Kenapa Berat Badan Turun Drastis Saat Sedang Depresi?

Ditulis oleh:

Terakhir diperbarui: 22 November 2020 . Waktu baca 4 menit
Bagikan sekarang

Depresi adalah kondisi mental yang serius namun sering disepelekan. Terkadang bahkan depresi yang parah bisa dianggap hanya sekadar stress atau galau biasa. Padahal, depresi mengakibatkan banyak efek buruk pada kesehatan fisik, dan salah satunya ditandai oleh berat badan yang menurun drastis. Apa penyebab berat badan turun banyak saat seseorang sedang mengalami depresi?

Mengenal depresi lebih dalam

Rasa sedih, tak bergairah atau bad mood adalah perasaan yang sering kali Anda alami. Namun saat perasaan-perasaan tersebut Anda alami tanpa alasan dan ternyata bertahan beberapa minggu, bulan, bahkan tahun, bisa jadi yang Anda alami adalah depresi.

Depresi walaupun sudah dianggap umum, sebenarnya adalah gangguan suasana hati yang sebaiknya ditanggapi dengan serius. Depresi dapat terjadi pada usia berapa pun dan masih tidak diketahui dengan pasti apa sebenarnya yang menyebabkan terjadinya depresi. Namun beberapa kasus menunjukkan bahwa rasa gelisah yang teramat pada usia anak-anak memiliki kecenderungan untuk tumbuh menjadi perasaan gelisah dan suasana hati yang buruk pada tingkat kronis saat usia dewasa.

Pada beberapa kasus, depresi juga bisa terjadi, karena:

  • Efek samping dari beberapa pengobatan seperti diabetes, kanker, gagal jantung dan penyakit Parkinson
  • Terjadinya peristiwa yang tidak menyenangkan dan tak mudah untuk dilupakan
  • Kepribadian tertentu, seperti mudah khawatir, rasa percaya diri yang rendah, perfeksionis, dan sebagainya
  • Konsumsi obat-obatan dan alkohol.

Kenapa berat badan turun saat depresi?

Depresi sering kali dikaitkan dengan berat badan. Depresi bisa mengakibatkan peningkatan berat badan, namun depresi juga bisa menurunkan berat badan. Berdasarkan beberapa literatur sebenarnya hal itu tak bisa dipastikan dapat terjadi, namun beberapa kondisi yang terjadi saat depresi ini mungkin dapat memicu turunnya berat badan Anda:

1. Kesulitan tidur

Pada beberapa kasus, terjadinya depresi juga disertai dengan kesulitan tidur saat malam hari. Jika depresi Anda juga seperti itu, mungkin saja Anda dapat menurunkan berat badan dengan depresi. Suatu penelitian yang dipublikasikan pada American Dietetic Association mengungkapkan bahwa kalori yang akan Anda bakar saat Anda tak bisa tidur pada saat waktunya tidur, lebih besar (2.5290) dibandingkan dengan kalori yang dibakar selama Anda tidur (2.360). Kombinasi kalori yang akan Anda bakar saat Anda tidak bisa tidur di malam hari, disertai dengan depresi, tentu mengharuskan pembakaran kalori yang lebih banyak, bukan?

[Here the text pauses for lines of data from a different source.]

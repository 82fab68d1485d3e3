use pose_data::player::{PlayerKey, PlayerRecord};
use tracing::{info, warn};

use crate::error::{SessionError, StoreError};
use crate::gameplay::match_loop::{LoopHandle, MatchLoop};
use crate::pose::source::{LandmarkSource, ReferenceImages};
use crate::store::{PlayerStore, SharedStore};

/// Closing remark for the review screen, picked from the final rank.
#[derive(Debug, Clone, Copy, PartialEq, Eq)]
pub enum Verdict {
    Champion,
    TopFive,
    TopTen,
    NiceTry,
}

impl Verdict {
    pub fn from_rank(rank: usize) -> Self {
        match rank {
            1 => Verdict::Champion,
            2..=5 => Verdict::TopFive,
            6..=10 => Verdict::TopTen,
            _ => Verdict::NiceTry,
        }
    }

    pub fn message(self) -> &'static str {
        match self {
            Verdict::Champion => "You Did It!",
            Verdict::TopFive => "You Made It!",
            Verdict::TopTen => "Not Bad!",
            Verdict::NiceTry => "Nice Try!",
        }
    }
}

#[derive(Debug, Clone, PartialEq, Eq)]
pub struct SessionReport {
    pub key: PlayerKey,
    /// Points earned in this session.
    pub session_score: u32,
    /// The player's best score after this session.
    pub best_score: u32,
    pub rank: usize,
    pub remaining_attempts: u32,
    pub verdict: Verdict,
}

impl SessionReport {
    pub fn can_play_again(&self) -> bool {
        self.remaining_attempts > 0
    }
}

/// Registers `key` if it is new and checks it still has an attempt to play.
pub fn admit_player(store: &mut PlayerStore, key: &PlayerKey) -> Result<PlayerRecord, StoreError> {
    if !store.contains(key) {
        store.add_player(key.clone())?;
    }
    match store.record(key) {
        Some(record) if record.remaining_attempts > 0 => Ok(record),
        _ => Err(StoreError::NoAttemptsLeft(key.clone())),
    }
}

/// Books the end of a session: uses up an attempt, ratchets the score and
/// records it on the leaderboard.
///
/// A failed save is logged and does not fail the session.
pub fn settle_session(
    store: &mut PlayerStore,
    key: &PlayerKey,
    session_score: u32,
) -> Result<SessionReport, StoreError> {
    store.decrement_attempts(key);
    let best_score = store
        .set_score(key, session_score)
        .ok_or_else(|| StoreError::UnknownPlayer(key.clone()))?;
    if let Err(e) = store.update_leaderboard(key, best_score) {
        warn!(error = %e, "failed to persist leaderboard");
    }
    let rank = store.rank(key)?;

    let report = SessionReport {
        key: key.clone(),
        session_score,
        best_score,
        rank,
        remaining_attempts: store.remaining_attempts(key),
        verdict: Verdict::from_rank(rank),
    };
    info!(
        player = %key,
        score = session_score,
        rank,
        remaining_attempts = report.remaining_attempts,
        "session finished"
    );
    Ok(report)
}

/// One play-through for one player, with its match loop running in the
/// background.
pub struct GameSession {
    key: PlayerKey,
    store: SharedStore,
    handle: LoopHandle,
}

impl GameSession {
    /// Admits the player, then starts `match_loop` crediting that player.
    pub fn start<F, S, R>(
        store: SharedStore,
        key: PlayerKey,
        match_loop: MatchLoop<F, S, R>,
    ) -> Result<Self, SessionError>
    where
        F: Send + Sync + 'static,
        S: LandmarkSource<F> + 'static,
        R: ReferenceImages<F> + 'static,
    {
        admit_player(&mut store.lock(), &key)?;
        info!(player = %key, "session started");

        let handle = match_loop
            .with_player(store.clone(), key.clone())
            .spawn()?;
        Ok(Self { key, store, handle })
    }

    pub fn key(&self) -> &PlayerKey {
        &self.key
    }

    pub fn skip(&self) {
        self.handle.skip();
    }

    /// True once the loop ended on its own, e.g. when the round timer ran out.
    pub fn is_finished(&self) -> bool {
        self.handle.is_finished()
    }

    /// Stops the loop, then settles the session in the store.
    pub fn finish(self) -> Result<SessionReport, SessionError> {
        let summary = self.handle.join()?;
        let mut store = self.store.lock();
        Ok(settle_session(&mut store, &self.key, summary.score)?)
    }
}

2. Efek samping obat anti-depresi

Beberapa pasien depresi biasanya menangani depresinya dengan menggunakan anti-depresi tertentu. Beberapa anti-depresi mungkin memiliki efek samping yang menyebabkan meningkatnya berat badan, namun ternyata anti-depresi yang mengandung selective serotonin reuptake inhibitor akan memberi efek samping diare kepada konsumennya. Kondisi diare inilah yang kemudian memperbesar peluang Anda dalam menurunkan berat badan dengan depresi.

3. Kelainan makan

Berdasarkan penelitian yang dilakukan oleh University of Maryland Medical Center, timbulnya depresi seringkali dikaitkan dengan timbulnya kondisi bulimia seseorang. Kondisi ini bisa terjadi karena pada beberapa gejala depresi, seseorang akan cenderung kehilangan selera makannya. Bulimia sendiri adalah kelainan pola makan seseorang yang ditandai dengan pengeluaran secara paksa makanan yang baru saja dimakan. Bila kondisi depresi Anda diikuti dengan bulimia, tentu berat badan Anda akan menurun drastis.

Namun pada beberapa kasus, jika Anda sudah makan dengan porsi yang banyak, selain karena kondisi-kondisi yang disebutkan di atas, bisa jadi karena adanya penyakit kesehatan lain pada tubuh Anda sedang terjadi. Sebaiknya segera Anda periksakan ke dokter.

Hello Health Group dan Hello Sehat tidak menyediakan saran medis, diagnosis, maupun pengobatan. Silakan cek laman kebijakan editorial kami untuk informasi lebih detail.

Apakah artikel ini membantu Anda?
happy unhappy

Yang juga perlu Anda baca

4 Tips Menahan Diri untuk Tidak Berlebihan Memikirkan Sesuatu

Apakah Anda salah satu orang yang sering berlebihan memikirkan sesuatu? Hal ini dapat menghambat aktivitas. Lalu, bagaimana cara mengatasi overthinking?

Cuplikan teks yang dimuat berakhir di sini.